Mark Bonchek and Elisa Steele, writing for the Harvard Business Review, describe eight discrete thinking styles, while the folks at Clearer Thinking list 16. The Mayo Clinic staff boils it down to two, asking: Are you a positive or negative thinker?
They explain, “Positive thinking doesn’t mean that you ignore life’s less pleasant situations. Positive thinking just means that you approach unpleasantness in a more positive and productive way. You think the best is going to happen, not the worst.”
They urge us to follow one simple rule, “Don’t say anything to yourself that you wouldn’t say to anyone else.”
Changing our thoughts
Can we really redirect our thoughts?
If your answer is yes, try asking yourself these two questions, from time to time: Q1: “What am I thinking about right now?” and Q2: “Does it serve me?”
Says life coach Jennifer Bailey, “I often ask a client whether a particular thought or belief serves her,” along with, “Does the thought feel good when you think it?” and, “What new thought would benefit you?”
Mental fitness coach Natalie McNamara asks clients,“Is the thought serving you, or is it an old default thought you have carried around for years?”
Thoughts help us sort through challenges and create new ideas, but they also tap into our insecurities and fears, leading us to wonder when a new thought presents: Am I better off keeping this thought alive, or trying to move it along?
Magical and mysterious
Our thoughts are both magical and mysterious, powerful and potent. “Thoughts are mental energy,” Wayne Dyer said. “They’re the currency that you have to attract what you desire. You must learn to stop spending that currency on thoughts you don’t want.”

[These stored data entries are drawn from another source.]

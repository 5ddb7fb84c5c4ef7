use std::fmt;

use cqrs_host::{HostBuilder, HostError};
use tracing::warn;

type QueuedAction =
    Box<dyn FnOnce(&mut HostBuilder) -> Result<(), HostError> + Send>;

/// Host builder mutations collected before the host exists.
#[derive(Default)]
pub struct ConfigurationQueue {
    actions: Vec<QueuedAction>,
}

impl ConfigurationQueue {
    /// An empty queue.
    pub fn new() -> Self {
        Self::default()
    }

    /// Appends `action`.
    pub fn enqueue<F>(&mut self, action: F)
    where
        F: FnOnce(&mut HostBuilder) -> Result<(), HostError> + Send + 'static,
    {
        self.actions.push(Box::new(action));
    }

    /// Number of queued actions.
    pub fn len(&self) -> usize {
        self.actions.len()
    }

    /// Whether nothing is queued.
    pub fn is_empty(&self) -> bool {
        self.actions.is_empty()
    }

    /// Applies every action in the order it was queued. The first failure
    /// stops the run.
    pub fn apply_all(self, builder: &mut HostBuilder) -> Result<(), HostError> {
        for (index, action) in self.actions.into_iter().enumerate() {
            action(builder).inspect_err(|err| {
                warn!(index, error = %err, "queued host configuration failed");
            })?;
        }
        Ok(())
    }
}

impl fmt::Debug for ConfigurationQueue {
    fn fmt(&self, f: &mut fmt::Formatter<'_>) -> fmt::Result {
        f.debug_struct("ConfigurationQueue")
            .field("actions", &self.actions.len())
            .finish()
    }
}
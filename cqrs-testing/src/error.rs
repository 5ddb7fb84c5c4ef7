use axum::http::StatusCode;
use cqrs_host::{HostError, ResolveError};
use thiserror::Error;

/// Failures of the harness itself, as opposed to verification failures.
#[derive(Debug, Error)]
pub enum TestingError {
    /// The application was configured after the host was built.
    #[error("the host is already built; configure the application before first use")]
    HostAlreadyBuilt,
    /// The host failed to build earlier; the message is the original error.
    #[error("an earlier attempt to build the host failed: {0}")]
    HostBuildFailed(String),
    /// The host failed to build.
    #[error(transparent)]
    Host(#[from] HostError),
    /// A service lookup on the built host failed.
    #[error(transparent)]
    Resolve(#[from] ResolveError),
    /// A test request could not be assembled.
    #[error("invalid test request: {0}")]
    Request(#[from] axum::http::Error),
    /// The response body could not be read.
    #[error("failed to read response body: {0}")]
    Body(#[source] axum::Error),
    /// A request or response body that does not (de)serialize.
    #[error("invalid JSON: {0}")]
    Json(#[from] serde_json::Error),
    /// A URL pattern that does not compile.
    #[error("invalid URL glob: {0}")]
    Glob(#[from] globset::Error),
    /// A canned response content type that is not a valid header value.
    #[error("invalid content type `{content_type}` for a canned response")]
    InvalidContentType { content_type: String },
    /// A response that was required to succeed did not.
    #[error("request failed with status {status}: {body}")]
    Status { status: StatusCode, body: String },
}
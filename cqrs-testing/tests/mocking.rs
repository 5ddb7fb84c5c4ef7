use std::sync::Arc;

use anyhow::Result;
use axum::http::StatusCode;
use cqrs_host::{CommandHandler, LogLevel, Logger};
use cqrs_testing::{MockCommandHandler, TestApplication, Times};
use cqrs_testing_example::{
    App,
    temperature::{
        TemperatureCommand, TemperatureCommandHandler, TemperatureQuery,
        TemperatureQueryResult, TemperatureSource,
    },
};
use mockall::mock;
use serde_json::Value;

mock! {
    Source {}

    impl TemperatureSource for Source {
        fn current(&self, city: &str) -> f64;
    }
}

fn oslo(value: f64) -> TemperatureCommand {
    TemperatureCommand {
        city: "oslo".into(),
        value,
    }
}

#[tokio::test]
async fn real_query_handler_answers_without_mocks() -> Result<()> {
    let app = TestApplication::<App>::new();
    let client = app.create_client()?;

    let result: TemperatureQueryResult = client.get_json("/temperatures/oslo").await?;
    assert_eq!(result.value, 22.0);
    Ok(())
}

#[tokio::test]
async fn command_handler_mock_records_calls() -> Result<()> {
    let app = TestApplication::<App>::new();
    let handler = app.mock_command_handler::<TemperatureCommand>()?;
    let client = app.create_client()?;

    let response = client.post_json("/temperatures", &oslo(10.0)).await?;
    assert_eq!(response.status(), StatusCode::OK);

    handler.verify(Times::once());
    handler.verify_with(Times::once(), |command| command.value == 10.0);
    handler.verify_with(Times::never(), |command| command.city == "bergen");
    assert_eq!(handler.received(), vec![oslo(10.0)]);

    client.post_json("/temperatures", &oslo(12.5)).await?;
    assert!(handler.check(Times::once()).is_err());
    handler.verify(Times::exactly(2));
    handler.verify_with(Times::once(), |command| command.value == 10.0);
    Ok(())
}

#[tokio::test]
async fn failing_command_mock_surfaces_as_server_error() -> Result<()> {
    let app = TestApplication::<App>::new();
    let handler = app
        .mock_command_handler::<TemperatureCommand>()?
        .fails_with("sensor offline");
    let client = app.create_client()?;

    let response = client.post_json("/temperatures", &oslo(10.0)).await?;
    assert_eq!(response.status(), StatusCode::INTERNAL_SERVER_ERROR);
    let body: Value = response.json()?;
    assert_eq!(body["error"]["message"], "sensor offline");
    assert_eq!(body["error"]["status"], 500);
    handler.verify(Times::once());
    Ok(())
}

#[tokio::test]
async fn query_handler_mock_returns_programmed_result() -> Result<()> {
    let app = TestApplication::<App>::new();
    let handler = app
        .mock_query_handler::<TemperatureQuery>()?
        .returns(TemperatureQueryResult { value: 10.0 });
    let client = app.create_client()?;

    let result: TemperatureQueryResult = client.get_json("/temperatures/oslo").await?;
    assert_eq!(result.value, 10.0);

    handler.verify(Times::once());
    handler.verify_with(Times::once(), |query| query.city == "oslo");
    Ok(())
}

#[tokio::test]
async fn query_handler_mock_can_answer_per_query() -> Result<()> {
    let app = TestApplication::<App>::new();
    let handler = app
        .mock_query_handler::<TemperatureQuery>()?
        .returns_with(|query| {
            Ok(TemperatureQueryResult {
                value: query.city.len() as f64,
            })
        });
    let client = app.create_client()?;

    let oslo: TemperatureQueryResult = client.get_json("/temperatures/oslo").await?;
    let bergen: TemperatureQueryResult = client.get_json("/temperatures/bergen").await?;
    assert_eq!(oslo.value, 4.0);
    assert_eq!(bergen.value, 6.0);
    handler.verify(Times::exactly(2));
    Ok(())
}

#[tokio::test]
async fn unprogrammed_query_mock_answers_default() -> Result<()> {
    let app = TestApplication::<App>::new();
    let handler = app.mock_query_handler::<TemperatureQuery>()?;
    let client = app.create_client()?;

    let result: TemperatureQueryResult = client.get_json("/temperatures/oslo").await?;
    assert_eq!(result, TemperatureQueryResult::default());
    handler.verify(Times::once());
    Ok(())
}

#[tokio::test]
async fn strict_query_mock_fails_until_programmed() -> Result<()> {
    let app = TestApplication::<App>::new();
    let handler = app.mock_query_handler_strict::<TemperatureQuery>()?;
    let client = app.create_client()?;

    let response = client.get("/temperatures/oslo").await?;
    assert_eq!(response.status(), StatusCode::INTERNAL_SERVER_ERROR);
    let body: Value = response.json()?;
    assert!(
        body["error"]["message"]
            .as_str()
            .is_some_and(|message| message.contains("TemperatureQuery"))
    );
    handler.verify(Times::once());

    let handler = handler.returns(TemperatureQueryResult { value: 3.0 });
    let result: TemperatureQueryResult = client.get_json("/temperatures/oslo").await?;
    assert_eq!(result.value, 3.0);
    handler.verify(Times::exactly(2));
    Ok(())
}

#[tokio::test]
async fn logger_mock_captures_every_level() -> Result<()> {
    let app = TestApplication::<App>::new();
    let logger = app.mock_logger::<TemperatureCommand>()?;
    let client = app.create_client()?;

    client
        .post_json("/temperatures", &oslo(10.0))
        .await?
        .ensure_success()?;

    logger.verify_debug_message(Times::once(), Some("This is a debug message"));
    logger.verify_information_message(Times::once(), Some("This is an information message"));
    logger.verify_warning_message(Times::once(), Some("This is a warning message"));
    logger.verify_error_message(Times::once(), Some("This is an error message"));
    logger.verify_critical_message(Times::once(), Some("This is a critical message"));
    logger.verify_trace_message(Times::never(), None);
    logger.verify_information_message(Times::never(), Some("This message was never written"));

    let exception: &dyn Fn(Option<&str>) -> bool =
        &|error: Option<&str>| error == Some("This is an exception");
    logger.verify_logger(LogLevel::Error, Times::once(), None, Some(exception));

    let critical: &dyn Fn(Option<&str>) -> bool =
        &|error: Option<&str>| error.is_some_and(|text| text.contains("critical exception"));
    logger.verify_logger(LogLevel::Critical, Times::once(), None, Some(critical));

    assert_eq!(logger.entries().len(), 5);
    assert!(
        logger
            .entries_at(LogLevel::Debug)
            .iter()
            .all(|entry| entry.error.is_none())
    );
    Ok(())
}

#[tokio::test]
async fn later_mock_registration_wins() -> Result<()> {
    let app = TestApplication::<App>::new();
    let first = app.mock_command_handler::<TemperatureCommand>()?;
    let second = app.mock_command_handler::<TemperatureCommand>()?;
    let client = app.create_client()?;

    client.post_json("/temperatures", &oslo(10.0)).await?;

    first.verify(Times::never());
    second.verify(Times::once());
    Ok(())
}

#[tokio::test]
async fn arbitrary_service_can_be_replaced() -> Result<()> {
    let mut source = MockSource::new();
    source
        .expect_current()
        .times(2)
        .returning(|city| if city == "bergen" { 5.0 } else { -1.0 });

    let app = TestApplication::<App>::new();
    let registered = app.mock_service::<dyn TemperatureSource>(Arc::new(source))?;
    let client = app.create_client()?;

    let bergen: TemperatureQueryResult = client.get_json("/temperatures/bergen").await?;
    let oslo: TemperatureQueryResult = client.get_json("/temperatures/oslo").await?;
    assert_eq!(bergen.value, 5.0);
    assert_eq!(oslo.value, -1.0);

    let resolved = app.service::<dyn TemperatureSource>()?;
    assert!(Arc::ptr_eq(&registered, &resolved));
    Ok(())
}

#[tokio::test]
async fn handler_mock_registered_through_the_host_builder() -> Result<()> {
    let app = TestApplication::<App>::new();
    let handler = MockCommandHandler::<TemperatureCommand>::new();
    let registered = handler.clone();
    app.configure_host_builder(move |builder| {
        builder.configure_services(move |_, services| {
            services.add_singleton::<dyn CommandHandler<TemperatureCommand>>(
                Arc::new(registered),
            );
        });
        Ok(())
    })?;
    let client = app.create_client()?;

    client
        .post_json("/temperatures", &oslo(10.0))
        .await?
        .ensure_success()?;
    handler.verify_with(Times::once(), |command| command.city == "oslo");
    Ok(())
}

#[tokio::test]
async fn logger_mock_works_with_a_hand_built_handler() -> Result<()> {
    let app = TestApplication::<App>::new();
    let logger = app.mock_logger::<TemperatureCommand>()?;
    let resolved: Arc<dyn Logger<TemperatureCommand>> =
        app.services()?.logger::<TemperatureCommand>()?;

    TemperatureCommandHandler::new(resolved)
        .handle(oslo(1.0))
        .await?;
    logger.verify_warning_message(Times::once(), Some("warning"));
    Ok(())
}

#[test]
#[should_panic(expected = "verification failed for MockCommandHandler")]
fn unmet_verification_panics() {
    let handler = MockCommandHandler::<TemperatureCommand>::new();
    handler.verify(Times::once());
}
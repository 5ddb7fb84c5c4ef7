use axum::http::StatusCode;
use thiserror::Error;

/// Outbound request failure.
#[derive(Debug, Error)]
pub enum HttpError {
    /// A base address or request target that does not parse.
    #[error("invalid URL `{target}`: {source}")]
    InvalidUrl {
        target: String,
        #[source]
        source: url::ParseError,
    },
    /// Connection or protocol failure from the underlying client.
    #[error(transparent)]
    Transport(#[from] reqwest::Error),
    /// The request could not be assembled.
    #[error("invalid HTTP request: {0}")]
    InvalidRequest(#[from] axum::http::Error),
    /// A body that does not (de)serialize.
    #[error("invalid JSON body: {0}")]
    Json(#[from] serde_json::Error),
    /// A non-success response.
    #[error("request failed with status {status}: {body}")]
    Status { status: StatusCode, body: String },
}

impl HttpError {
    /// Shorthand for [`HttpError::InvalidUrl`].
    pub fn invalid_url(target: impl Into<String>, source: url::ParseError) -> Self {
        Self::InvalidUrl {
            target: target.into(),
            source,
        }
    }
}
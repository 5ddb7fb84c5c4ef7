use std::sync::Arc;

use anyhow::Result;
use axum::{
    Router,
    body::{Body, to_bytes},
    extract::State,
    http::{Request, StatusCode},
    routing::get,
};
use cqrs_host::{
    CompositionContainer, Configuration, DefaultContainer, HostBuilder,
    HostContext, HostError, HttpClientFactory, HttpClientOptions,
};
use parking_lot::Mutex;
use tower::ServiceExt;

fn empty_router() -> Router<HostContext> {
    Router::new()
}

#[test]
fn phases_run_in_order_regardless_of_registration_order() -> Result<()> {
    let calls = Arc::new(Mutex::new(Vec::new()));
    let mut builder = HostBuilder::new();

    let record = |name: &'static str| {
        let calls = Arc::clone(&calls);
        move || calls.lock().push(name)
    };

    let container = record("container");
    builder.configure_container::<DefaultContainer, _>(move |_| container());
    let services = record("services");
    builder.configure_services(move |_, _| services());
    let app = record("app");
    builder.configure_app_configuration(move |_, _| app());
    let host = record("host");
    builder.configure_host_configuration(move |_| host());
    let second_services = record("services again");
    builder.configure_services(move |_, _| second_services());

    builder.build(empty_router())?;

    assert_eq!(*calls.lock(), vec![
        "host",
        "app",
        "services",
        "services again",
        "container"
    ]);
    Ok(())
}

#[test]
fn app_configuration_is_layered_over_host_configuration() -> Result<()> {
    let mut builder = HostBuilder::new();
    builder
        .configure_host_configuration(|config| {
            config.add_in_memory([("Shared", "host"), ("HostOnly", "yes")]);
        })
        .configure_app_configuration(|context, config| {
            assert_eq!(context.configuration.get("HostOnly"), Some("yes"));
            config.add_in_memory([("Shared", "app")]);
        })
        .configure_services(|context, _| {
            assert_eq!(context.configuration.get("Shared"), Some("app"));
        });

    let host = builder.build(empty_router())?;
    let configuration = host.services().get::<Configuration>()?;
    assert_eq!(configuration.get("Shared"), Some("app"));
    assert_eq!(configuration.get("HostOnly"), Some("yes"));
    assert_eq!(host.configuration().get("Shared"), Some("app"));
    Ok(())
}

#[test]
fn environment_comes_from_host_configuration() -> Result<()> {
    let mut builder = HostBuilder::new();
    assert_eq!(builder.build(empty_router())?.environment(), "Production");

    builder = HostBuilder::new();
    builder
        .use_environment("Staging")
        .configure_host_configuration(|config| {
            config.add_in_memory([("Environment", "Development")]);
        })
        .configure_services(|context, _| assert!(context.is_development()));
    assert_eq!(builder.build(empty_router())?.environment(), "Development");
    Ok(())
}

#[test]
fn configuring_the_wrong_container_type_fails_the_build() {
    let mut builder = HostBuilder::new();
    builder.configure_container::<CompositionContainer, _>(|_| {});

    let err = builder.build(empty_router()).unwrap_err();
    assert!(matches!(
        err,
        HostError::ContainerTypeMismatch { expected, actual }
            if expected.ends_with("CompositionContainer")
                && actual.ends_with("DefaultContainer")
    ));
}

#[test]
fn container_actions_reach_the_swapped_backend() -> Result<()> {
    let mut builder = HostBuilder::new();
    builder
        .configure_container::<CompositionContainer, _>(|container| {
            container.register_instance::<String>(Arc::new("container".into()));
            container.register_instance::<u32>(Arc::new(7));
        })
        .use_container(CompositionContainer::new())
        .configure_services(|_, services| {
            services.add_singleton::<String>(Arc::new("services".into()));
        });

    let host = builder.build(empty_router())?;
    assert_eq!(host.services().get::<String>()?.as_str(), "services");
    assert_eq!(*host.services().get::<u32>()?, 7);
    Ok(())
}

#[test]
fn declared_http_clients_are_served_by_the_default_factory() -> Result<()> {
    let mut builder = HostBuilder::new();
    builder.configure_services(|_, services| {
        services.add_http_client(
            "posts",
            HttpClientOptions::new().base_url("https://posts.example.test/"),
        );
    });

    let host = builder.build(empty_router())?;
    let factory = host.services().get::<dyn HttpClientFactory>()?;
    let client = factory.create_client("posts");
    assert_eq!(
        client.resolve_url("posts/1")?.as_str(),
        "https://posts.example.test/posts/1"
    );
    Ok(())
}

#[test]
fn invalid_client_address_fails_the_build() {
    let mut builder = HostBuilder::new();
    builder.configure_services(|_, services| {
        services.add_http_client("broken", HttpClientOptions::new().base_url("::"));
    });
    assert!(matches!(
        builder.build(empty_router()),
        Err(HostError::Http(_))
    ));
}

#[tokio::test]
async fn router_handlers_see_host_context() -> Result<()> {
    async fn greeting(State(context): State<HostContext>) -> String {
        context
            .configuration()
            .get("Greeting")
            .unwrap_or("none")
            .to_string()
    }

    let mut builder = HostBuilder::new();
    builder.configure_app_configuration(|_, config| {
        config.add_in_memory([("Greeting", "hello")]);
    });
    let host = builder.build(Router::new().route("/greeting", get(greeting)))?;

    let response = host
        .router()
        .oneshot(Request::get("/greeting").body(Body::empty())?)
        .await?;
    assert_eq!(response.status(), StatusCode::OK);
    let body = to_bytes(response.into_body(), usize::MAX).await?;
    assert_eq!(&body[..], b"hello");
    Ok(())
}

Author William Deresiewicz weighs in: “Thinking means concentrating on one thing long enough to develop an idea about it. Not learning other people’s ideas, or memorizing a body of information, however much those may sometimes be useful. Developing your own ideas. In short, thinking for yourself.”
Ness Labs encourages us to create healthy thinking habits – they suggest building a digital garden where you can “plant seeds of ideas, connect thoughts together, and gradually implement feedback from others or your own new discoveries.”
And Richard Watson, writing for Fast Company, urges us to ask ourselves, “Where do I do my best thinking?”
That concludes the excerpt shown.